Si volta e guarda il suo allievo quasi raggiante: «Lo ha previsto da tempo immemorabile la Vita...".
«Maestro, ma perché questo destino crudele? Chi può aver voluto tutto questo?».
«Io stesso, Sagredo, ben prima di nascere in questa dimensione. La morte ignea del corpo fisico è una purificazione profonda, è il battesimo del fuoco. In tanti abbiamo scelto questa morte, non solo come esempio ad un'umanità ottusa, meschina e crudele, ma anche per adempire al compito che la Vita ci ha assegnato e che abbiamo accettato di buon grado... per Amore... In fondo, anche se in modo inconsapevole, la Chiesa sta compiendo la nostra volontà».

«Ma allora… il cardinale Bellarmino esegue la vostra volontà?».
«Bellarmino ora esegue la volontà della Chiesa, volta a conservare il potere; esegue però anche la Volontà vera, quella di una morte illustre che lasci traccia nella storia. Anche gli uomini di Chiesa sono parte dell'Uno: la mia morte servirà per mostrare il vero potere, quello occulto, che si muove dietro tutte le chiese e tutti i poteri del mondo. In questo mondo illusorio, ove menzogna, bontà ipocrita e paura dominano, una morte illustre è più efficace di un’intera vita. Le umane genti la ricordano. L'uomo che infligge morte è colui che più la teme: è un paradosso, ma chi procura la morte, cerca disperatamente di comprenderla, di penetrare la mente di Dio”.

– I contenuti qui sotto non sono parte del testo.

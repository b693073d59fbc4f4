use axum::{Json, extract::State};
use serde::{Deserialize, Serialize};

use crate::{AppState, middleware::ChatBridgeAuth};

// One chat message relayed by a chat connector
#[derive(Deserialize)]
#[serde(rename_all = "camelCase")]
pub struct ChatMessageRequest {
    pub sender_id: String,
    pub display_name: String,
    pub text: String,
}

// Reply line to post back to chat, `null` when the message was not a command
#[derive(Serialize)]
pub struct ChatMessageResponse {
    pub reply: Option<String>,
}

pub async fn chat_message(
    State(state): State<AppState>,
    _bridge: ChatBridgeAuth,
    Json(payload): Json<ChatMessageRequest>,
) -> Json<ChatMessageResponse> {
    let mut replies: Vec<String> = Vec::new();

    let handled = state.chat.dispatch(
        &state,
        &payload.sender_id,
        &payload.display_name,
        &payload.text,
        &mut replies,
    );

    if !handled {
        return Json(ChatMessageResponse { reply: None });
    }
    Json(ChatMessageResponse {
        reply: replies.into_iter().next(),
    })
}
use cards::cooldown::CooldownStatus;
use cards::error::ClaimError;
use cards::types::UserProfile;
use chrono::Utc;
use std::collections::HashMap;

use crate::AppState;
use crate::websocket::announce_claim;

/// Normalized view of one chat command invocation
#[derive(Debug, Clone, PartialEq, Eq)]
pub struct ChatContext {
    pub sender_id: String,
    pub display_name: String,
    pub args: Vec<String>,
}

/// Where command replies go: a chat connection, or a buffer for the webhook
pub trait ResponseSink {
    fn say(&mut self, line: String);
}

impl ResponseSink for Vec<String> {
    fn say(&mut self, line: String) {
        self.push(line);
    }
}

pub trait CommandHandler: Send + Sync {
    fn handle(&self, state: &AppState, ctx: &ChatContext, sink: &mut dyn ResponseSink);
}

/// Command token -> handler lookup table
#[derive(Default)]
pub struct CommandRegistry {
    handlers: HashMap<String, Box<dyn CommandHandler>>,
}

impl CommandRegistry {
    pub fn new() -> Self {
        Self::default()
    }

    pub fn with_default_commands() -> Self {
        let mut registry = Self::new();
        registry.register("!claim", ClaimCommand);
        registry.register("!cards", CardsCommand);
        registry.register("!balance", BalanceCommand);
        registry
    }

    pub fn register(&mut self, token: &str, handler: impl CommandHandler + 'static) {
        self.handlers
            .insert(token.to_lowercase(), Box::new(handler));
    }

    /// Split a message into a lowercased command token and its arguments
    pub fn parse(text: &str) -> Option<(String, Vec<String>)> {
        let mut words = text.split_whitespace();
        let token = words.next()?;
        if !token.starts_with('!') || token.len() < 2 {
            return None;
        }
        Some((
            token.to_lowercase(),
            words.map(str::to_string).collect(),
        ))
    }

    /// Run the command in `text`, if any. Returns `false` when nothing matched.
    pub fn dispatch(
        &self,
        state: &AppState,
        sender_id: &str,
        display_name: &str,
        text: &str,
        sink: &mut dyn ResponseSink,
    ) -> bool {
        let Some((token, args)) = Self::parse(text) else {
            return false;
        };
        let Some(handler) = self.handlers.get(&token) else {
            return false;
        };

        if state.config.chat_auto_register {
            let profile = UserProfile {
                twitch_id: sender_id.to_string(),
                display_name: display_name.to_string(),
                profile_image_url: None,
            };
            if let Err(e) = state.claims.register_user(profile, Utc::now()) {
                tracing::warn!(user_id = %sender_id, error = %e, "Failed to register chat sender");
            }
        }

        let ctx = ChatContext {
            sender_id: sender_id.to_string(),
            display_name: display_name.to_string(),
            args,
        };
        tracing::debug!(command = %token, user_id = %sender_id, args = ?ctx.args, "Dispatching chat command");
        handler.handle(state, &ctx, sink);
        true
    }
}

fn link_account_line(ctx: &ChatContext) -> String {
    format!(
        "@{} link your account by logging in on the website first, then try again.",
        ctx.display_name
    )
}

fn failure_line(ctx: &ChatContext, err: &ClaimError) -> String {
    match err {
        ClaimError::UnknownUser(_) => link_account_line(ctx),
        ClaimError::CooldownActive { remaining } => format!(
            "@{} you already opened today's pack. Next one in {} hours and {} minutes.",
            ctx.display_name,
            remaining.hours(),
            remaining.minutes()
        ),
        ClaimError::NoEligibleCards => format!(
            "Sorry @{}, there are no cards left to claim right now.",
            ctx.display_name
        ),
        ClaimError::SupplyExhausted(_) => format!(
            "Sorry @{}, that card just ran out. Try !claim again.",
            ctx.display_name
        ),
        ClaimError::Validation(_) | ClaimError::Storage(_) => {
            tracing::error!(user_id = %ctx.sender_id, error = %err, "Chat command failed");
            format!(
                "Sorry @{}, something went wrong. Please try again later.",
                ctx.display_name
            )
        }
    }
}

pub struct ClaimCommand;

impl CommandHandler for ClaimCommand {
    fn handle(&self, state: &AppState, ctx: &ChatContext, sink: &mut dyn ResponseSink) {
        match state.claims.claim_daily_pack(&ctx.sender_id, Utc::now()) {
            Ok(outcome) => {
                announce_claim(&state.overlay, &outcome.user, &outcome.card);
                let mut line = format!(
                    "Congratulations @{}! You got {} ({}).",
                    ctx.display_name, outcome.card.name, outcome.card.rarity
                );
                if state.claims.config().currency_bonus > 0 {
                    line.push_str(&format!(" Balance: {}.", outcome.new_currency()));
                }
                sink.say(line);
            }
            Err(err) => sink.say(failure_line(ctx, &err)),
        }
    }
}

pub struct CardsCommand;

impl CommandHandler for CardsCommand {
    fn handle(&self, state: &AppState, ctx: &ChatContext, sink: &mut dyn ResponseSink) {
        match state.claims.collection(&ctx.sender_id) {
            Ok(cards) => {
                let ready = matches!(
                    state.claims.claim_status(&ctx.sender_id, Utc::now()),
                    Ok(CooldownStatus::Ready)
                );
                let noun = if cards.len() == 1 { "card" } else { "cards" };
                let mut line = format!("@{} owns {} {noun}.", ctx.display_name, cards.len());
                if ready {
                    line.push_str(" A daily pack is waiting, type !claim.");
                }
                sink.say(line);
            }
            Err(err) => sink.say(failure_line(ctx, &err)),
        }
    }
}

pub struct BalanceCommand;

impl CommandHandler for BalanceCommand {
    fn handle(&self, state: &AppState, ctx: &ChatContext, sink: &mut dyn ResponseSink) {
        match state.claims.get_user(&ctx.sender_id) {
            Ok(user) => sink.say(format!(
                "@{} has {} coins.",
                ctx.display_name, user.currency
            )),
            Err(err) => sink.say(failure_line(ctx, &err)),
        }
    }
}
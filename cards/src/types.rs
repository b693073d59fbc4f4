use chrono::{DateTime, Utc};
use serde::{Deserialize, Serialize};

use crate::error::ClaimError;

/// `max_supply` sentinel for definitions that can be minted without limit
pub const UNLIMITED_SUPPLY: i64 = -1;

/// A card template. Never owned by a user; instances are minted from it.
#[derive(Debug, Clone, PartialEq, Eq, Serialize, Deserialize)]
#[serde(rename_all = "camelCase")]
pub struct CardDefinition {
    pub id: u64,
    pub name: String,
    #[serde(rename = "type")]
    pub card_type: String,
    pub rarity: String,
    pub attack: i64,
    pub defense: i64,
    pub image_url: String,
    /// Supply cap, or [`UNLIMITED_SUPPLY`]
    pub max_supply: i64,
    /// Number of instances minted against this definition
    pub current_supply: u64,
}

impl CardDefinition {
    pub fn is_unlimited(&self) -> bool {
        self.max_supply == UNLIMITED_SUPPLY
    }

    /// A capped definition whose minted count has reached the cap
    pub fn is_exhausted(&self) -> bool {
        !self.is_unlimited() && self.current_supply >= self.max_supply as u64
    }

    /// Units left to mint, `None` when unlimited
    pub fn remaining_supply(&self) -> Option<u64> {
        if self.is_unlimited() {
            None
        } else {
            Some((self.max_supply as u64).saturating_sub(self.current_supply))
        }
    }

    pub fn matches(&self, name: &str, card_type: &str, rarity: &str) -> bool {
        self.name == name && self.card_type == card_type && self.rarity == rarity
    }
}

/// Validated fields for a definition that does not exist yet
#[derive(Debug, Clone, PartialEq, Eq)]
pub struct NewCardDefinition {
    pub name: String,
    pub card_type: String,
    pub rarity: String,
    pub attack: i64,
    pub defense: i64,
    pub image_url: String,
    pub max_supply: i64,
}

/// A concrete card owned by a user. Immutable once minted.
#[derive(Debug, Clone, PartialEq, Eq, Serialize, Deserialize)]
#[serde(rename_all = "camelCase")]
pub struct CardInstance {
    pub id: u64,
    pub name: String,
    #[serde(rename = "type")]
    pub card_type: String,
    pub rarity: String,
    pub attack: i64,
    pub defense: i64,
    pub image_url: String,
    /// Definition supply numbers at mint time
    pub max_supply: i64,
    pub current_supply: u64,
    pub owner_id: Option<String>,
    pub minted_at: DateTime<Utc>,
}

/// Instance fields before the store assigns an id
#[derive(Debug, Clone, PartialEq, Eq)]
pub struct NewCardInstance {
    pub name: String,
    pub card_type: String,
    pub rarity: String,
    pub attack: i64,
    pub defense: i64,
    pub image_url: String,
    pub max_supply: i64,
    pub current_supply: u64,
    pub owner_id: Option<String>,
    pub minted_at: DateTime<Utc>,
}

impl NewCardInstance {
    pub fn with_id(self, id: u64) -> CardInstance {
        CardInstance {
            id,
            name: self.name,
            card_type: self.card_type,
            rarity: self.rarity,
            attack: self.attack,
            defense: self.defense,
            image_url: self.image_url,
            max_supply: self.max_supply,
            current_supply: self.current_supply,
            owner_id: self.owner_id,
            minted_at: self.minted_at,
        }
    }
}

#[derive(Debug, Clone, PartialEq, Eq, Serialize, Deserialize)]
#[serde(rename_all = "camelCase")]
pub struct UserAccount {
    pub twitch_id: String,
    pub display_name: String,
    pub profile_image_url: Option<String>,
    pub currency: i64,
    pub last_pack_claimed: Option<DateTime<Utc>>,
    pub created_at: DateTime<Utc>,
}

/// Profile fields handed over by the identity collaborator (login or chat)
#[derive(Debug, Clone, PartialEq, Eq, Serialize, Deserialize)]
#[serde(rename_all = "camelCase")]
pub struct UserProfile {
    pub twitch_id: String,
    pub display_name: String,
    #[serde(default)]
    pub profile_image_url: Option<String>,
}

/// Numeric request field: a JSON integer, an integral float, or an integer string
#[derive(Debug, Clone, PartialEq, Serialize, Deserialize)]
#[serde(untagged)]
pub enum NumericField {
    Integer(i64),
    Float(f64),
    Text(String),
}

impl NumericField {
    fn coerce(&self, field: &str) -> Result<i64, ClaimError> {
        match self {
            NumericField::Integer(value) => Ok(*value),
            // `as` saturates, so out-of-range floats are rejected before the cast
            NumericField::Float(value)
                if value.fract() == 0.0 && *value >= i64::MIN as f64 && *value < i64::MAX as f64 =>
            {
                Ok(*value as i64)
            }
            NumericField::Float(_) => Err(ClaimError::Validation(format!(
                "{field} must be a whole number in range"
            ))),
            NumericField::Text(text) => text.trim().parse::<i64>().map_err(|_| {
                ClaimError::Validation(format!("{field} must be numeric, got '{text}'"))
            }),
        }
    }
}

/// Raw admin "add card" body, before validation
#[derive(Debug, Clone, Default, PartialEq, Serialize, Deserialize)]
#[serde(rename_all = "camelCase")]
pub struct CardDefinitionRequest {
    pub name: Option<String>,
    #[serde(rename = "type")]
    pub card_type: Option<String>,
    pub rarity: Option<String>,
    pub attack: Option<NumericField>,
    pub defense: Option<NumericField>,
    pub image_url: Option<String>,
    pub max_supply: Option<NumericField>,
}

fn required_text(value: &Option<String>, field: &str) -> Result<String, ClaimError> {
    match value.as_deref().map(str::trim) {
        Some(text) if !text.is_empty() => Ok(text.to_string()),
        _ => Err(ClaimError::Validation(format!("{field} is required"))),
    }
}

fn required_number(value: &Option<NumericField>, field: &str) -> Result<i64, ClaimError> {
    value
        .as_ref()
        .ok_or_else(|| ClaimError::Validation(format!("{field} is required")))?
        .coerce(field)
}

impl CardDefinitionRequest {
    /// Required: name, type, rarity, attack, defense.
    /// Optional: imageUrl (empty), maxSupply (unlimited, must be >= -1).
    pub fn validate(&self) -> Result<NewCardDefinition, ClaimError> {
        let name = required_text(&self.name, "name")?;
        let card_type = required_text(&self.card_type, "type")?;
        let rarity = required_text(&self.rarity, "rarity")?;
        let attack = required_number(&self.attack, "attack")?;
        let defense = required_number(&self.defense, "defense")?;

        let max_supply = match &self.max_supply {
            Some(field) => field.coerce("maxSupply")?,
            None => UNLIMITED_SUPPLY,
        };
        if max_supply < UNLIMITED_SUPPLY {
            return Err(ClaimError::Validation(format!(
                "maxSupply must be -1 (unlimited) or non-negative, got {max_supply}"
            )));
        }

        Ok(NewCardDefinition {
            name,
            card_type,
            rarity,
            attack,
            defense,
            image_url: self.image_url.clone().unwrap_or_default(),
            max_supply,
        })
    }
}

«Bellarmino quindi… anche lui, è alla ricerca di Dio?».
«Certo, anche Bellarmino è un fratello”.

«Maestro, ma perché tutto questo, perché tutta questa sofferenza, queste atrocità, ingiustizie, dolori: fratelli che uccidono loro fratelli! Come può Bellarmino firmare ad animo leggero la sentenza della vostra morte?».
«Non lo ha fatto ad animo leggero, Sagredo. É stata per lui una decisione sofferta e penosa, ma non poteva fare altrimenti: avrebbe dovuto rinunciare all'abito che porta e ai credi che predica. Egli non ha coscienza, non sente l'unità dell'infinito universo, non sa che la sua azione di oggi avrà per lui una reazione, in altra sua vita futura; questo vale anche per me e tutti coloro che hanno cercato invano di risvegliare l'umanità dall'inganno. La terra è una dura scuola; ogni opera lascia una traccia perché la giustizia vera esiste, figliuolo, anche se in questo mondo non appare».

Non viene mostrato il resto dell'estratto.